> _WHAT THE TASK ASKS_
For every line of the records below that holds "HashMap", add one. Give only the final total.

(Dataset entries)
=== Begin Enclosure ===
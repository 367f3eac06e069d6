use clap::{Parser, Subcommand};
use std::path::PathBuf;

/// Terminal signup page for the signup API
#[derive(Parser, Debug)]
#[command(name = "signup-tui")]
#[command(author, version, about, long_about = None)]
pub struct Cli {
    #[command(subcommand)]
    pub command: Option<Command>,

    /// Configuration file (TOML)
    #[arg(short, long, value_name = "FILE", global = true)]
    pub config: Option<PathBuf>,

    /// Origin of the API server, e.g. http://localhost:8080
    #[arg(short, long, value_name = "URL", global = true)]
    pub base_url: Option<String>,
}

#[derive(Subcommand, Debug, Clone, PartialEq, Eq)]
pub enum Command {
    /// Open the signup page (default)
    Run,
    /// Manage the stored bearer token
    Token {
        #[command(subcommand)]
        action: TokenCommand,
    },
}

#[derive(Subcommand, Debug, Clone, PartialEq, Eq)]
pub enum TokenCommand {
    /// Print the stored token
    Show,
    /// Store a token to send with every request
    Set {
        /// Token value, without the "Bearer " prefix
        token: String,
    },
    /// Remove the stored token
    Clear,
}

impl Cli {
    pub fn command(&self) -> Command {
        self.command.clone().unwrap_or(Command::Run)
    }
}
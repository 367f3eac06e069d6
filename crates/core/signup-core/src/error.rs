//! Error types for validation, form handling and the API contract.

use crate::draft::SignupField;
use thiserror::Error;

pub type ApiResult<T> = Result<T, ApiError>;
pub type FormResult<T> = Result<T, FormError>;

/// Why a single field failed validation.
///
/// The `Display` output is the message shown under the field.
#[derive(Debug, Clone, PartialEq, Eq, Error)]
pub enum ValidationError {
    #[error("{}", .0.required_message())]
    Required(SignupField),

    #[error("아이디는 영어와 숫자가 혼합되어야 하며, {min}~{max}글자여야 합니다. (특수문자 사용 불가)")]
    IdFormat { min: usize, max: usize },

    #[error("아이디에 유효하지 않은 단어를 사용할 수 없습니다.")]
    IdForbiddenWord,

    #[error("유효한 이메일 형식을 입력해 주세요.")]
    EmailFormat,

    #[error("비밀번호가 영문, 숫자 포함 {min}자 이상이 되도록 해 주세요.")]
    PasswordFormat { min: usize },

    #[error("비밀번호가 일치하지 않습니다.")]
    PasswordMismatch,
}

/// A validation failure tied to the field it came from.
#[derive(Debug, Clone, PartialEq, Eq, Error)]
#[error("{field:?}: {error}")]
pub struct FieldError {
    pub field: SignupField,
    pub error: ValidationError,
}

/// Every field that failed during a submit attempt, in form order.
#[derive(Debug, Clone, PartialEq, Eq, Error)]
#[error("{} field(s) failed validation", .errors.len())]
pub struct FormErrors {
    pub errors: Vec<FieldError>,
}

impl FormErrors {
    pub fn first(&self) -> Option<&FieldError> {
        self.errors.first()
    }

    pub fn get(&self, field: SignupField) -> Option<&ValidationError> {
        self.errors
            .iter()
            .find(|e| e.field == field)
            .map(|e| &e.error)
    }
}

#[derive(Debug, Clone, PartialEq, Eq, Error)]
pub enum FormError {
    #[error("{0:?} is not a text field")]
    NotTextField(SignupField),
}

/// Failure reported by a [`crate::SignupApi`] implementation.
#[derive(Debug, Clone, PartialEq, Eq, Error)]
pub enum ApiError {
    #[error("Request failed: {0}")]
    Request(String),

    #[error("Request rejected before sending: {0}")]
    Rejected(String),

    #[error("Server returned {status}: {body}")]
    Status { status: u16, body: String },

    #[error("Invalid response: {0}")]
    InvalidResponse(String),

    #[error("Empty response where a message was required")]
    EmptyResponse,
}
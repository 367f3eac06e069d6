//! Runs signup actions as background tasks, one in flight per kind.
//!
//! Triggering an action whose kind already has a task running aborts that
//! task; the newer call supersedes it. Each dispatch gets a generation number
//! and only reports carrying the latest generation of their kind are ever
//! handed out by [`ActionReports`], so a late answer to a superseded call can
//! never overwrite the newer one.

use crate::actions::{self, ActionKind, ActionOutcome, ActionRequest};
use crate::api::SignupApi;
use std::collections::HashMap;
use std::sync::Arc;
use std::sync::atomic::{AtomicU64, Ordering};
use tokio::sync::mpsc;
use tokio::task::JoinHandle;
use tracing::{debug, trace};

#[derive(Debug, Clone, PartialEq, Eq)]
pub struct ActionReport {
    pub kind: ActionKind,
    pub generation: u64,
    pub outcome: ActionOutcome,
}

#[derive(Debug, Default)]
struct Generations([AtomicU64; 4]);

impl Generations {
    fn current(&self, kind: ActionKind) -> u64 {
        self.0[kind.index()].load(Ordering::SeqCst)
    }

    fn bump(&self, kind: ActionKind) -> u64 {
        self.0[kind.index()].fetch_add(1, Ordering::SeqCst) + 1
    }
}

pub struct ActionDispatcher {
    api: Arc<dyn SignupApi>,
    tasks: HashMap<ActionKind, JoinHandle<()>>,
    generations: Arc<Generations>,
    report_tx: mpsc::UnboundedSender<ActionReport>,
}

impl ActionDispatcher {
    /// Creates a dispatcher and the receiving end for its reports.
    pub fn new(api: Arc<dyn SignupApi>) -> (Self, ActionReports) {
        let (report_tx, report_rx) = mpsc::unbounded_channel();
        let generations = Arc::new(Generations::default());
        let dispatcher = Self {
            api,
            tasks: HashMap::new(),
            generations: generations.clone(),
            report_tx,
        };
        let reports = ActionReports {
            report_rx,
            generations,
        };
        (dispatcher, reports)
    }

    /// Spawns `request`, superseding any in-flight task of the same kind.
    ///
    /// Must be called from within a tokio runtime. Returns the generation
    /// assigned to this dispatch.
    pub fn dispatch(&mut self, request: ActionRequest) -> u64 {
        let kind = request.kind();
        let generation = self.generations.bump(kind);
        self.abort_task(kind);

        let api = self.api.clone();
        let generations = self.generations.clone();
        let report_tx = self.report_tx.clone();
        let handle = tokio::spawn(async move {
            let outcome = actions::run(api.as_ref(), &request).await;
            if generations.current(kind) != generation {
                trace!(?kind, generation, "Dropping outcome of superseded action");
                return;
            }
            // The receiver is gone once the page shuts down.
            let _ = report_tx.send(ActionReport {
                kind,
                generation,
                outcome,
            });
        });
        self.tasks.insert(kind, handle);
        debug!(?kind, generation, "Action dispatched");
        generation
    }

    /// Aborts the in-flight task of `kind`. Returns whether one was running.
    pub fn cancel(&mut self, kind: ActionKind) -> bool {
        self.generations.bump(kind);
        self.abort_task(kind)
    }

    pub fn cancel_all(&mut self) {
        for kind in ActionKind::ALL {
            self.cancel(kind);
        }
    }

    pub fn in_flight(&self, kind: ActionKind) -> bool {
        self.tasks
            .get(&kind)
            .is_some_and(|handle| !handle.is_finished())
    }

    fn abort_task(&mut self, kind: ActionKind) -> bool {
        match self.tasks.remove(&kind) {
            Some(handle) if !handle.is_finished() => {
                debug!(?kind, "Superseding in-flight action");
                handle.abort();
                true
            }
            _ => false,
        }
    }
}

impl Drop for ActionDispatcher {
    fn drop(&mut self) {
        for handle in self.tasks.values() {
            handle.abort();
        }
    }
}

/// Receiving side of an [`ActionDispatcher`]. Filters out stale reports.
pub struct ActionReports {
    report_rx: mpsc::UnboundedReceiver<ActionReport>,
    generations: Arc<Generations>,
}

impl ActionReports {
    pub async fn recv(&mut self) -> Option<ActionReport> {
        loop {
            let report = self.report_rx.recv().await?;
            if self.is_current(&report) {
                return Some(report);
            }
        }
    }

    /// Non-blocking variant of [`ActionReports::recv`].
    pub fn try_recv(&mut self) -> Option<ActionReport> {
        while let Ok(report) = self.report_rx.try_recv() {
            if self.is_current(&report) {
                return Some(report);
            }
        }
        None
    }

    fn is_current(&self, report: &ActionReport) -> bool {
        let current = self.generations.current(report.kind) == report.generation;
        if !current {
            trace!(kind = ?report.kind, generation = report.generation, "Stale report skipped");
        }
        current
    }
}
=== End Enclosure ===
> _TASK OUTPUT_
3